Lalo und sein Librettist Charles Beauquier haben bei ihrer Bearbeitung Schillers Vorlage nicht nur verknappt, sondern gleichzeitig deren Dramaturgie entscheidend verändert. Zum einen, indem sie dem Chor prominente Aufgaben zuwiesen und damit die Masse des Volkes als Handlungsträger ins Spiel brachten. Zum andern, indem sie den bei Schiller zwischen Politik und Gefühl schwankenden Fiesque als reinen Opportunisten und prinzipienlosen Lebemann zeigen. Fiesque – so Jens-Daniel Herzog, der Regisseur der Mannheimer Uraufführung – „vertritt keine politische Utopie, er ist ein Schauspieler, dem es vor allem auf ein perfektes Auftreten ankommt.”
Beide Änderungen sind der musikdramatischen Form der Grand Opéra geschuldet, die sich – wie nicht zuletzt Giacomo Meyerbeers L’Africaine (1865) und Giuseppe Verdis für Paris komponierter Don Carlos (1867) zeigen – zu diesem Zeitpunkt bereits im Endstadium der Auflösung befand. Fiesque als haltlos seinen Egoismen sich überlassender Schwächling – dieses negative Menschenbild, das vor allem Lalos Musik mit ihrem dominierenden Zug des Lyrismus hervorkehrt – ist entscheidend vom dramaturgischen Paradigmawechsel des „psychisch irrationalen Charakters“ (Jürgen Schläder) beeinflusst, wie Lalo ihn in der Erfolgsoper der 1860er-Jahre, Charles Gounods Faust (1859), vorfand und wie ihn in den beiden folgenden Jahrzehnten dann vor allem Massenet weiterentwickeln sollte.
Ein Werk des Übergangs
Ein Blick in die Partitur zeigt, dass Lalos Musik zwar noch an den traditionellen, in sich abgeschlossenen Formen festhält, mit ihrer Leitrhythmik und ihren wiederkehrenden Motiven aber gleichzeitig schon eine starke Tendenz zur Durchkomposition besitzt. Die Hauptfiguren – neben dem Titelhelden die beiden Frauen Léonore und Julie, der prinzipienfeste Repu-blikaner Verrina und der in der Oper wie ein abgebrühter Geschäftsmann als „Händler des Todes“ (Herzog) agierende Mohr Hassan – sind musikalisch sicher umrissen, allerdings kaum mit effektvoller Melodik bedacht, worin wahrscheinlich der Grund für das zeitgenössische Desinteresse an Lalos Vertonung zu suchen sein dürfte.
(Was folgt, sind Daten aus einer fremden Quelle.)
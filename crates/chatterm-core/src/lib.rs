//! Session engine and port definitions for chatterm.
//!
//! This crate owns the conversation state machine and the traits (ports)
//! it drives: the completion gateway, the input source, the busy
//! indicator, and the view. It depends only on `chatterm-types` -- never
//! on `chatterm-infra` or any HTTP/terminal crate.

pub mod busy;
pub mod command;
pub mod config;
pub mod gateway;
pub mod input;
pub mod session;
pub mod view;
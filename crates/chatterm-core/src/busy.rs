//! Busy indicator port.
//!
//! A busy indicator is a scoped resource: `start` returns a guard, and the
//! indicator stays visible exactly as long as the guard is alive. Dropping
//! the guard must stop the animation and reclaim its terminal line, so the
//! stop runs on every exit path of the awaited call.

/// Visual feedback for one in-flight gateway call.
///
/// Purely cosmetic. Implementations swallow their own drawing failures;
/// nothing about the indicator may abort or delay the call it decorates.
pub trait BusyIndicator {
    /// Dropping the guard stops the indicator.
    type Guard;

    /// Start showing the indicator with the given label.
    fn start(&self, label: &str) -> Self::Guard;
}

/// Indicator that shows nothing. Used for non-interactive output.
#[derive(Debug, Default, Clone, Copy)]
pub struct NoIndicator;

impl BusyIndicator for NoIndicator {
    type Guard = ();

    fn start(&self, _label: &str) -> Self::Guard {}
}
Reichhaltig – und darin über die Zeitgenossen Gounod oder Ambroise Thomas hinausgehend – hat Lalo vor allem das großbesetzte Orchester bedacht. Auch in der Harmonik macht sich bemerkbar, dass Lalo als Instrumentalkomponist sich intensiv mit der deutschen Kammermusik auseinandergesetzt hat und schon zu diesem frühen Zeitpunkt zumindest der mittlere Wagner offensichtlich kein Unbekannter für ihn war. Jürgen Schläder hat in einem im Mannheimer Programm abgedruckten Essay zu Recht betont, dass dem Orchester dennoch nicht die Funktion eines psychologischen Vermittlers, gar Kommentators der grellen Widersprüche in Fiesques Charakter zukommt: „Die Intentionen der Theaterfigur und ihr musikalisches Profil fallen auseinander.
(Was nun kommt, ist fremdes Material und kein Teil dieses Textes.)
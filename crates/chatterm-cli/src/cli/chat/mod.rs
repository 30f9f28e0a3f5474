//! Interactive terminal chat for chatterm.
//!
//! The terminal side of the session engine: a multi-line composer, a
//! markdown renderer with highlighted code, a thinking spinner, and the
//! welcome banner. The loop itself is `chatterm_core::session`.

pub mod banner;
pub mod help;
pub mod input;
pub mod renderer;
pub mod spinner;
pub mod view;

use std::io;

use crossterm::cursor::MoveTo;
use crossterm::terminal::{Clear, ClearType, SetTitle};

/// Window title set at startup.
pub const TERMINAL_TITLE: &str = "chatterm";

/// Set the window title and clear the screen. Cosmetic: failures are
/// logged and ignored.
pub fn prepare_terminal() {
    if let Err(e) = crossterm::execute!(
        io::stdout(),
        SetTitle(TERMINAL_TITLE),
        Clear(ClearType::All),
        MoveTo(0, 0)
    ) {
        tracing::debug!("could not prepare terminal: {e}");
    }
}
Ein Plädoyer für die Stärken des Stücks
Alexander Kalajdzic, der Dirigent der Mannheimer Aufführung, ist mit diesem Widerspruch erstaunlich souverän umgegangen. Er gab dem Orchesterpart ein deutlich herausmodelliertes Eigenprofil, wahrte andererseits aber stets die Balance zur Bühne und zum Gesang, den er an keiner Stelle zudeckte. Überhaupt war die Aufführung szenisch wie sängerisch ein eindrucksvolles Plädoyer für die Stärken des Stücks. Francesco Petrozzi bewältigte die Partie des negativen Titelhelden mit großer spielerischer Präsenz. Rollendeckend Theodor Carlson als aufrechter Verrina und Thomas Beraus Hassan als windiger Ökonom des Todes; überragend die dramatische Präsenz der beiden diametralen Frauenfiguren – Galina Shesterneva als Fiesques Gattin Léonore und Andrea Szántó als Julie –, die beide, wenn auch aus unterschiedlichen Gründen, vergeblich die Liebe des ausschließlich in die Herrschsucht verliebten Fiesque zu erringen suchen.
Virtuoses Theaterspiel auf der Mannheimer Bühne
Entscheidend zum Erfolg der Aufführung trug die Inszenierung des ehemaligen Mannheimer Schauspieldirektors Jens-Daniel Herzog bei. Er hat sich von Mathias Neidhardt eine Einheitsbühne bauen lassen, die die Handlung in die triste Atmosphäre eines modernen Machtzentrums versetzt. Vor diesem Hintergrund entfaltet sich Fiesques verschwörerisches Doppelspiel, zu dem auch die Liebe als Maske gehört, als virtuoses Theaterspiel – eine metaphorische Ebene, die sich schon bei Schiller findet. Herzog hat sie überzeugend aufgegriffen und zum Schlüssel seiner Personenführung gemacht. Einzig Léonore gesteht er, im Einklang mit Lalos Musik, Momente von echter Emotionalität zu, während bei den übrigen Mitspielern – auch bei der koketten Julie – Maske und Rolle die personale Identität längst verdrängt haben. Nicht zuletzt diese Sicht aber machte den Abend zur beklemmend aktuellen Parabel.